An Alternative Take on the Mozilla Cert Fiasco

The FOSS community is quick to throw shade on anyone who messes up or does something which is perceived to be wrong. More so when that someone is a company. It's a bit sad really, there is no loyalty in this community. You mess up and you might as well pack it in. So when a company like Mozilla messes up, the haters --not the haters specifically of the someone, but the trolls, the people who live and breath for the ability to hate-- come crawling out of the woodwork enmasse.

Hacker News has been on fire with vitriol. I have seen numerous suggestions that the expired certificate which brought down global Firefox add-on usage was a ploy to get more users to enroll in Firefox's testing/analytics program (as those with this option were the first to see a resolution). I have seen comments that suggest Mozilla is done for, that Mozilla is as evil as Google, and that this marks the end of the Firefox brand.

I'm not going to speculate on the fate of the Firefox brand, but I do have an alternative view on Mozilla's expired certificate fiasco. Picture if you will, it's about 30 days prior to the certificate's expiration. A tired sysadmin in Mozilla's NOC gets a warning in Nagios that a cert. is set to expire in 30 days. He makes a ticket for it, sends this off to the owning party, and puts the alert in downtime until the critical threshhold, say 10 days out.

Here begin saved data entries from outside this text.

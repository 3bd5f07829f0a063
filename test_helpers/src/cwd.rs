//! Guard for the process working directory.
//!
//! Configuration discovery reads `specleft.toml` from the working directory,
//! which is process-global. [`set_dir`] serialises changes behind a mutex
//! and restores the original directory on drop.
//!
//! # Examples
//!
//! ```no_run
//! use specleft_test_helpers::cwd;
//!
//! let guard = cwd::set_dir("/tmp/spec-run").expect("set cwd");
//! // The original directory comes back when `guard` drops.
//! ```

use anyhow::{Context, Result, anyhow};
use camino::Utf8PathBuf;
use parking_lot::{Mutex, MutexGuard};
use std::sync::LazyLock;

static CWD_MUTEX: LazyLock<Mutex<()>> = LazyLock::new(Mutex::default);

/// Restores the working directory on drop.
#[must_use = "dropping restores the prior working directory"]
pub struct CwdGuard {
    original: Utf8PathBuf,
    _lock: MutexGuard<'static, ()>,
}

impl CwdGuard {
    /// Directory that will be restored.
    #[must_use]
    pub fn original(&self) -> &camino::Utf8Path {
        &self.original
    }

    /// Restore now, reporting failure.
    ///
    /// # Errors
    ///
    /// Returns an error if `set_current_dir` fails.
    pub fn restore(&self) -> std::io::Result<()> {
        std::env::set_current_dir(&self.original)
    }
}

impl Drop for CwdGuard {
    fn drop(&mut self) {
        let _unused = std::env::set_current_dir(&self.original);
    }
}

/// Change into `path`, holding the global lock until the guard drops.
///
/// # Errors
///
/// Returns an error if the current directory cannot be read, is not valid
/// UTF-8, or `path` cannot be entered.
pub fn set_dir(path: impl AsRef<std::path::Path>) -> Result<CwdGuard> {
    let lock = CWD_MUTEX.lock();
    let old = std::env::current_dir().context("read current dir")?;
    let original = Utf8PathBuf::from_path_buf(old)
        .map_err(|non_utf8| anyhow!("cwd is not valid UTF-8: {}", non_utf8.display()))?;
    std::env::set_current_dir(path.as_ref()).context("set current dir")?;
    Ok(CwdGuard {
        original,
        _lock: lock,
    })
}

Fast forward 10 days. Different shift, different sysadmin. This guys sees the alert has gone critical. He checks the Nagios history, there's a ticket that it's be acknowledged with. OK, he checks the ticket. Nothing has happened, but it's with the owning party. Cool he doesn't need to worry --it's not uncommon to wait until the 11th hour to roll out the new cert. Meanwhile, the owning party is swamped or has a backlog. An expiring cert is not even on their radar --heck they're not even sysadmin and certs are clearly the job of the systems administrator. The ticket is ignored.

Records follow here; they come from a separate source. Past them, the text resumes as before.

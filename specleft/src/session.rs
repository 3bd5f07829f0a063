//! Process-wide wiring of registry, resolver, aggregator and store.

use std::panic::{AssertUnwindSafe, catch_unwind, resume_unwind};
use std::sync::{Arc, OnceLock};

use parking_lot::{Mutex, RwLock};

use crate::SpecleftError;
use crate::SpecleftResult;
use crate::aggregate::Aggregator;
use crate::binding::{Binding, Registry, ScenarioDecl};
use crate::classify::{FailureClassifier, PrefixClassifier};
use crate::config::{FlushPolicy, TraceConfig};
use crate::context::{StepContext, panic};
use crate::hooks::{Outcome, TestGuard};
use crate::ids::{RunId, ScenarioRef, TestId};
use crate::model::{PendingTest, Resolution, ResultSet, TestResult};
use crate::spec::{SpecMetadata, SpecResolver, TagFilter};
use crate::store::ResultStore;

static GLOBAL: OnceLock<Session> = OnceLock::new();

/// One test run: where bindings, results and published records meet.
///
/// Most hosts use [`Session::global`], which the `#[scenario]` and
/// `#[traced]` attributes call into. Sessions built with
/// [`Session::builder`] are independent and suit tests of the tracing
/// machinery itself.
pub struct Session {
    run_id: RunId,
    registry: Registry,
    resolver: RwLock<Option<Arc<dyn SpecResolver>>>,
    classifier: Arc<dyn FailureClassifier>,
    aggregator: Aggregator,
    store: Option<Arc<dyn ResultStore>>,
    flush: FlushPolicy,
    tag_filter: TagFilter,
    skip_unresolved: bool,
    publish_lock: Mutex<()>,
    flush_error: Mutex<Option<Arc<SpecleftError>>>,
}

/// Builder for [`Session`].
#[must_use]
pub struct SessionBuilder {
    run_id: Option<RunId>,
    resolver: Option<Arc<dyn SpecResolver>>,
    classifier: Arc<dyn FailureClassifier>,
    store: Option<Arc<dyn ResultStore>>,
    flush: FlushPolicy,
    tag_filter: TagFilter,
    skip_unresolved: bool,
}

impl SessionBuilder {
    /// Use an explicit run id instead of a generated one.
    pub fn run_id(mut self, run_id: RunId) -> Self {
        self.run_id = Some(run_id);
        self
    }

    /// Resolve bound scenarios through `resolver`.
    pub fn resolver(mut self, resolver: Arc<dyn SpecResolver>) -> Self {
        self.resolver = Some(resolver);
        self
    }

    /// Classify failures with `classifier`.
    pub fn classifier(mut self, classifier: Arc<dyn FailureClassifier>) -> Self {
        self.classifier = classifier;
        self
    }

    /// Publish result sets to `store`.
    pub fn store(mut self, store: Arc<dyn ResultStore>) -> Self {
        self.store = Some(store);
        self
    }

    /// When results are published.
    pub const fn flush(mut self, flush: FlushPolicy) -> Self {
        self.flush = flush;
        self
    }

    /// Skip bound tests rejected by `filter`.
    pub fn tag_filter(mut self, filter: TagFilter) -> Self {
        self.tag_filter = filter;
        self
    }

    /// Skip tests bound to scenarios the resolver does not know.
    ///
    /// Off by default: such tests run and are recorded as `unresolved`.
    pub const fn skip_unresolved(mut self, skip: bool) -> Self {
        self.skip_unresolved = skip;
        self
    }

    /// Finish building. The panic hook is installed here.
    #[must_use]
    pub fn build(self) -> Session {
        panic::install();
        Session {
            run_id: self.run_id.unwrap_or_else(RunId::generate),
            registry: Registry::new(),
            resolver: RwLock::new(self.resolver),
            classifier: self.classifier,
            aggregator: Aggregator::new(),
            store: self.store,
            flush: self.flush,
            tag_filter: self.tag_filter,
            skip_unresolved: self.skip_unresolved,
            publish_lock: Mutex::new(()),
            flush_error: Mutex::new(None),
        }
    }
}

impl Session {
    /// Builder with no store, no resolver and the default classifier.
    pub fn builder() -> SessionBuilder {
        SessionBuilder {
            run_id: None,
            resolver: None,
            classifier: Arc::new(PrefixClassifier::default()),
            store: None,
            flush: FlushPolicy::PerTest,
            tag_filter: TagFilter::default(),
            skip_unresolved: false,
        }
    }

    /// Session described by `config`, publishing to its file store.
    ///
    /// # Errors
    ///
    /// Returns [`crate::SpecleftError::InvalidIdentifier`] when the
    /// configured run label is not a valid run id.
    pub fn from_config(config: &TraceConfig) -> SpecleftResult<Self> {
        Ok(Self::builder()
            .run_id(config.run_id()?)
            .classifier(Arc::new(config.failure_classifier()))
            .store(Arc::new(config.store()))
            .flush(config.flush)
            .tag_filter(config.tag_filter())
            .skip_unresolved(config.skip_unresolved)
            .build())
    }

    /// The process-wide session, built from [`TraceConfig::load`] on first
    /// use.
    ///
    /// Configuration errors are logged and the defaults used instead, so a
    /// broken `specleft.toml` never stops a test run.
    pub fn global() -> &'static Self {
        GLOBAL.get_or_init(|| {
            TraceConfig::load()
                .and_then(|config| Self::from_config(&config))
                .unwrap_or_else(|error| {
                    tracing::warn!(%error, "falling back to default tracing configuration");
                    let defaults = TraceConfig::default();
                    Self::builder()
                        .store(Arc::new(defaults.store()))
                        .build()
                })
        })
    }

    /// Install `session` as the process-wide session.
    ///
    /// # Errors
    ///
    /// Returns `session` unchanged when a global session already exists.
    pub fn install_global(session: Self) -> Result<&'static Self, Self> {
        GLOBAL.set(session)?;
        Ok(Self::global())
    }

    /// Run id results are published under.
    #[must_use]
    pub const fn run_id(&self) -> &RunId {
        &self.run_id
    }

    /// Registry of scenario bindings.
    #[must_use]
    pub const fn registry(&self) -> &Registry {
        &self.registry
    }

    /// Aggregator holding this run's results.
    #[must_use]
    pub const fn aggregator(&self) -> &Aggregator {
        &self.aggregator
    }

    /// Store results are published to, if any.
    #[must_use]
    pub fn store(&self) -> Option<&Arc<dyn ResultStore>> {
        self.store.as_ref()
    }

    /// Flush policy.
    #[must_use]
    pub const fn flush_policy(&self) -> FlushPolicy {
        self.flush
    }

    /// Replace the resolver used for tests entered from now on.
    pub fn set_resolver(&self, resolver: Arc<dyn SpecResolver>) {
        *self.resolver.write() = Some(resolver);
    }

    pub(crate) fn classifier(&self) -> &dyn FailureClassifier {
        self.classifier.as_ref()
    }

    fn resolve(&self, scenario: &ScenarioRef) -> (Resolution, SpecMetadata) {
        let configured = self.resolver.read().clone();
        let Some(resolver) = configured else {
            return (Resolution::Unchecked, SpecMetadata::default());
        };
        resolver.resolve_scenario(scenario).map_or_else(
            || {
                tracing::warn!(%scenario, "bound scenario is not in the spec index");
                (Resolution::Unresolved, SpecMetadata::default())
            },
            |metadata| (Resolution::Resolved, metadata),
        )
    }

    /// Start a test, using any binding registered for `test_id`.
    pub fn enter(&self, test: impl Into<TestId>) -> TestGuard<'_> {
        let test_id = test.into();
        let binding = self.registry.lookup(&test_id);
        self.start(test_id, binding.as_deref())
    }

    /// Start a test declared by the `#[scenario]` attribute.
    ///
    /// A declaration that cannot be registered yields a guard that records
    /// an `error` result; see [`TestGuard::check_binding`].
    pub fn enter_declared(&self, test: impl Into<TestId>, decl: &ScenarioDecl) -> TestGuard<'_> {
        let test_id = test.into();
        match self.registry.declare(&test_id, decl) {
            Ok(binding) => self.start(test_id, Some(binding.as_ref())),
            Err(error) => {
                tracing::error!(test = %test_id, %error, "scenario declaration rejected");
                let scenario = ScenarioRef::parse(decl.feature_id, decl.scenario_id).ok();
                TestGuard::broken(self, StepContext::current(), test_id, scenario, error)
            }
        }
    }

    /// Why a bound test must not run, after its own skip directive.
    fn skip_reason(
        &self,
        scenario: &ScenarioRef,
        resolution: Resolution,
        metadata: &SpecMetadata,
    ) -> Option<String> {
        match resolution {
            Resolution::Resolved => self
                .tag_filter
                .admits(metadata)
                .err()
                .map(|rejection| rejection.to_string()),
            Resolution::Unresolved if self.skip_unresolved => Some(format!(
                "scenario {} of feature {} not found in specs",
                scenario.scenario_id(),
                scenario.feature_id(),
            )),
            _ => None,
        }
    }

    fn start(&self, test_id: TestId, declared: Option<&Binding>) -> TestGuard<'_> {
        let context = StepContext::current();
        let mut pending =
            PendingTest::new(test_id.clone()).with_classifier(Arc::clone(&self.classifier));
        if let Some(binding) = declared {
            let scenario = binding.scenario().clone();
            let (resolution, metadata) = self.resolve(&scenario);
            let rejection = self.skip_reason(&scenario, resolution, &metadata);
            pending = pending.with_scenario(scenario, resolution, metadata);
            if let Some(reason) = binding.skip_reason() {
                pending = pending.skipped(reason);
            } else if let Some(reason) = rejection {
                pending = pending.skipped(reason);
            }
        }
        if pending.is_skipped() {
            tracing::debug!(test = %test_id, "test skipped");
            return TestGuard::skipped(self, context, pending);
        }
        let scenario = pending.scenario_ref().cloned();
        match context.bind(pending) {
            Ok(()) => TestGuard::bound(self, context, test_id, scenario),
            Err(error) => {
                tracing::warn!(test = %test_id, %error, "could not bind test to step context");
                TestGuard::broken(self, context, test_id, scenario, error)
            }
        }
    }

    /// Run `body` as a traced test and return its value.
    ///
    /// Returns `None` without running `body` when the test is skipped. A
    /// panic in `body` is recorded and then resumed.
    pub fn run<R: Outcome>(
        &self,
        test: impl Into<TestId>,
        body: impl FnOnce() -> R,
    ) -> Option<R> {
        let guard = self.enter(test);
        if guard.is_skipped() {
            guard.finish(None);
            return None;
        }
        match catch_unwind(AssertUnwindSafe(body)) {
            Ok(outcome) => {
                guard.observe(&outcome);
                Some(outcome)
            }
            Err(payload) => {
                let failure = guard.context().panic_failure();
                guard.finish(failure);
                resume_unwind(payload)
            }
        }
    }

    pub(crate) fn record(&self, result: TestResult) {
        self.aggregator.add(result);
        if self.flush == FlushPolicy::PerTest && self.store.is_some() {
            if let Err(error) = self.save() {
                tracing::warn!(run = %self.run_id, %error, "failed to flush results");
                let mut first = self.flush_error.lock();
                if first.is_none() {
                    *first = Some(Arc::new(error));
                }
            }
        }
    }

    /// First per-test flush failure not yet reported by [`Session::publish`].
    #[must_use]
    pub fn flush_error(&self) -> Option<Arc<SpecleftError>> {
        self.flush_error.lock().clone()
    }

    /// Group everything recorded so far.
    #[must_use]
    pub fn finalize(&self) -> Arc<ResultSet> {
        self.aggregator.finalize(&self.run_id)
    }

    /// Finalise and save to the store, when one is configured.
    ///
    /// Concurrent publishes are serialised, so the record left in the store
    /// is always the most recent snapshot.
    ///
    /// # Errors
    ///
    /// Returns the store's error when saving fails. Otherwise returns
    /// [`SpecleftError::FlushFailed`] once when an earlier per-test flush
    /// failed, even though this save succeeded.
    pub fn publish(&self) -> SpecleftResult<Arc<ResultSet>> {
        let published = self.save()?;
        match self.flush_error.lock().take() {
            Some(source) => Err(SpecleftError::FlushFailed { source }),
            None => Ok(published),
        }
    }

    fn save(&self) -> SpecleftResult<Arc<ResultSet>> {
        let _serialised = self.publish_lock.lock();
        match &self.store {
            Some(store) => self.aggregator.publish(&self.run_id, store.as_ref()),
            None => Ok(self.finalize()),
        }
    }
}

impl std::fmt::Debug for Session {
    fn fmt(&self, f: &mut std::fmt::Formatter<'_>) -> std::fmt::Result {
        f.debug_struct("Session")
            .field("run_id", &self.run_id)
            .field("bindings", &self.registry.len())
            .field("results", &self.aggregator.len())
            .field("flush", &self.flush)
            .finish_non_exhaustive()
    }
}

It's UTC 20:00, in four hours the cert will expire. Admin on duty in the NOC sees this alert again. It's about to expire. He checks the history, checks the ticket. No one has touched it. So he checks this knowledgebase, sure enough there are some vague instructions on how to install a new certificate. He gives it a go, but which certificate provider does this cert use? Or maybe it's a matter of needing approval, certs cost money when you're not using Let's Encrypt. Or maybe the instructions are just too vague.

The point is, this sounds to me like just another day in the life of an enterprise. An issue is detected well in advance, the issue is ignored/passed off. It comes back up, but it's already been addressed so it's ignored again. By the time the issue is about to become an incident it's too late, there isn't enough knowledge on hand, or something else is in the way. The FOSS community likes to paint itself as tech-savvy, insiders. But the reactions to this certificate screw-up look more to me like replies from outsiders who have never set food in a datacenter before.

I don't know, but I think the FOSS community needs to show a little more grace and mercy.